Ok now I can see why they say a dog is a MAN’S best friend. Just asked my dog what he thought of my new boots and it’s like he doesn’t even give a shit.
Me: Ugh. Something I ate this morning didn’t agree with me.
[Inside my stomach]
Chicken Quesadilla: “The Notebook” was an overrated film.
My one weakness is definitely chocolate. And cake, also cake. Oh, coffee. Wait bread too. There’s also cheese.
My one weakness is indecision.
when relatives at your next get together start talking politics, a fun thing to do is say “yeah it’s just like orwell’s 1984,” and then describe the plot of Twilight
When my laptop asks “Are you sure?”, it’s because it still remembers all of the other bad decisions I have made.
I’ve already lost 72 ponytail holders this weekend
Hi I’m making some changes in my life if you don’t hear from me you are one of them.
date: i want a good listener
superman: 🙂
date: who can see inner beauty
superman: 🙂
date: and looks good in glasses
clark kent: 🙂
date: wait what the hell
Realtor: And I can assure you the house has been child-proofed
*my kid walks in*
Me: I see you’re a liar
What’s worse than a chick telling you she only thinks of you as a friend? When she says she thinks of you like a brother.
Clapping was invented by white people at concerts, because we have no idea what to do with our hands when we dance.
78, 68, 77, 69, 78, 68, 75, 65, 75, 67, 79, 60
My mom & me, changing the thermostat behind each other’s backs.
Men love when you forget to wash your make-up off & wake up looking like an adorable raccoon but they don’t love when you randomly wake them up with terrifying raccoon noises at 3 AM. Interesting. Very interesting.
I don’t trust anyone who can pick “one favourite” anything.
Screw you, you decisive jerk.
The 70’s called.
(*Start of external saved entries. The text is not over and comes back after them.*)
// SPDX-License-Identifier: BUSL-1.1
// Copyright (c) 2026 Alfred Jean LLC

//! Execution controller façade: the entry points the REST surface consumes.

use crate::engine::{Engine, EngineError};
use crate::events::EventView;
use crate::metadata::prepare_metadata;
use crate::verify::ExecutionDisposition;
use remedy_bus::{PENDING_MARKER, SCOPE_SESSION_ASSIGN, SCOPE_SESSION_COMMAND, SCOPE_SESSION_CREATE};
use remedy_core::{
    sanitize_value, AssignmentId, AssignmentStatus, Clock, Credential, Event, ExecutionSession,
    RunbookId, RunbookRecord, SessionEventKind, SessionFeedback, SessionId, SessionStatus,
    StepType, TenantId, Ticket, TicketId, TicketingConnection, WorkerAssignment,
};
use remedy_runbook::{build_plan, normalize_body, parse_runbook, TicketFacts};
use serde_json::{json, Value};
use sha2::{Digest, Sha256};

/// Request to create an execution session.
#[derive(Debug, Clone)]
pub struct CreateSessionRequest {
    pub runbook_id: RunbookId,
    pub tenant_id: TenantId,
    pub ticket_id: Option<TicketId>,
    pub user_id: Option<String>,
    pub issue_description: Option<String>,
    pub metadata: Option<Value>,
    pub idempotency_key: Option<String>,
}

/// Manual command submission.
#[derive(Debug, Clone)]
pub struct ManualCommandRequest {
    pub command: String,
    pub shell: Option<String>,
    pub run_as: Option<String>,
    pub reason: Option<String>,
    pub timeout_seconds: Option<u64>,
    pub user_id: Option<String>,
    pub idempotency_key: Option<String>,
}

/// Atomic patch of a step's completion state.
#[derive(Debug, Clone)]
pub struct UpdateStepRequest {
    pub step_number: u32,
    pub step_type: StepType,
    pub completed: bool,
    pub success: Option<bool>,
    pub output: Option<String>,
    pub notes: Option<String>,
    pub approved: Option<bool>,
}

/// Session control verbs.
#[derive(Debug, Clone, Copy, PartialEq, Eq)]
pub enum ControlAction {
    Pause,
    Resume,
    Rollback,
}

remedy_core::simple_display! {
    ControlAction {
        Pause => "pause",
        Resume => "resume",
        Rollback => "rollback",
    }
}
They built a time phone.
I never really understood the tiny house trend, but then I saw one where the bed was literally in the kitchen, and now I get it.
My go-to office prank is to sneak onto someone’s unattended Facebook page and post “I’m undecided, which should I get, iPhone or Android?”
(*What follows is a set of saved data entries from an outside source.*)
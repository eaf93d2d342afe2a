// SPDX-License-Identifier: BUSL-1.1
// Copyright (c) 2026 Alfred Jean LLC

//! Centralized environment variable access for stream configuration.

use std::time::Duration;

/// Stream names and orchestration switches.
#[derive(Debug, Clone, PartialEq, Eq)]
pub struct StreamConfig {
    pub assign: String,
    pub command: String,
    pub result: String,
    pub events: String,
    pub dead_letter: String,
    pub orchestrator_group: String,
    /// Approximate trim threshold applied on publish.
    pub default_maxlen: usize,
    /// Master switch for publishing to streams.
    pub orchestration_enabled: bool,
}

impl Default for StreamConfig {
    fn default() -> Self {
        Self {
            assign: "session.assign".to_string(),
            command: "session.command".to_string(),
            result: "session.result".to_string(),
            events: "session.events".to_string(),
            dead_letter: "session.deadletter".to_string(),
            orchestrator_group: "orchestrator".to_string(),
            default_maxlen: 10_000,
            orchestration_enabled: true,
        }
    }
}

impl StreamConfig {
    /// Resolve configuration from the environment, falling back to defaults.
    pub fn from_env() -> Self {
        let defaults = Self::default();
        Self {
            assign: var_or("REDIS_STREAM_ASSIGN", defaults.assign),
            command: var_or("REDIS_STREAM_COMMAND", defaults.command),
            result: var_or("REDIS_STREAM_RESULT", defaults.result),
            events: var_or("REDIS_STREAM_EVENTS", defaults.events),
            dead_letter: var_or("REDIS_STREAM_DEAD_LETTER", defaults.dead_letter),
            orchestrator_group: var_or(
                "REDIS_CONSUMER_GROUP_ORCHESTRATOR",
                defaults.orchestrator_group,
            ),
            default_maxlen: std::env::var("REDIS_DEFAULT_MAXLEN")
                .ok()
                .and_then(|s| s.parse().ok())
                .unwrap_or(defaults.default_maxlen),
            orchestration_enabled: std::env::var("WORKER_ORCHESTRATION_ENABLED")
                .map(|s| !matches!(s.trim(), "0" | "false" | "False" | "FALSE"))
                .unwrap_or(defaults.orchestration_enabled),
        }
    }

    /// All five logical streams, for group bootstrap and diagnostics.
    pub fn all_streams(&self) -> [&str; 5] {
        [&self.assign, &self.command, &self.result, &self.events, &self.dead_letter]
    }
}

/// Reservation TTL: `IDEMPOTENCY_TTL_SECONDS`, default 24h, floor 60s.
pub fn idempotency_ttl() -> Duration {
    let seconds = std::env::var("IDEMPOTENCY_TTL_SECONDS")
        .ok()
        .and_then(|s| s.parse::<u64>().ok())
        .unwrap_or(86_400);
    Duration::from_secs(seconds.max(60))
}

fn var_or(key: &str, default: String) -> String {
    std::env::var(key).ok().filter(|s| !s.is_empty()).unwrap_or(default)
}

#[cfg(test)]
#[path = "env_tests.rs"]
mod tests;
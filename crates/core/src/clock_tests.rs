// SPDX-License-Identifier: BUSL-1.1
// Copyright (c) 2026 Alfred Jean LLC

use super::*;

#[test]
fn system_clock_epoch_is_nonzero() {
    let clock = SystemClock;
    assert!(clock.epoch_ms() > 0);
}

#[test]
fn fake_clock_advances() {
    let clock = FakeClock::new();
    let before = clock.epoch_ms();
    clock.advance(Duration::from_secs(90));
    assert_eq!(clock.epoch_ms(), before + 90_000);
}

#[test]
fn fake_clock_set_epoch() {
    let clock = FakeClock::new();
    clock.set_epoch_ms(42);
    assert_eq!(clock.epoch_ms(), 42);
}

#[test]
fn fake_clock_instances_share_state_when_cloned() {
    let clock = FakeClock::new();
    let other = clock.clone();
    clock.advance(Duration::from_secs(1));
    assert_eq!(clock.epoch_ms(), other.epoch_ms());
}

#[test]
fn iso8601_formats_epoch() {
    assert_eq!(iso8601_utc(0), "1970-01-01T00:00:00.000Z");
    assert_eq!(iso8601_utc(1_700_000_000_000), "2023-11-14T22:13:20.000Z");
}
I didn’t survive various alcohol poisoning events in the 90’s just to get taken out by a virus
Scientists at the Federal Helium Reserve indicate they’re storing a billion cubic meters of helium gas. It’s a lot funnier when they say it.
G/F wanted sex.
Told her I was too tired from having sex with my wife.
And that’s how the fight started.
I had to call some kid’s mom last night to tell her he’s selling pot, and that it’s waaay overpriced.
teacher: there’s no such thing as a stupid question
me: are sharks just mean dolphins
teacher: ok i was wrong
A good way to get kicked out of church is to shout “HOLE!” after every chorus of “Glory, Glory, Glory”.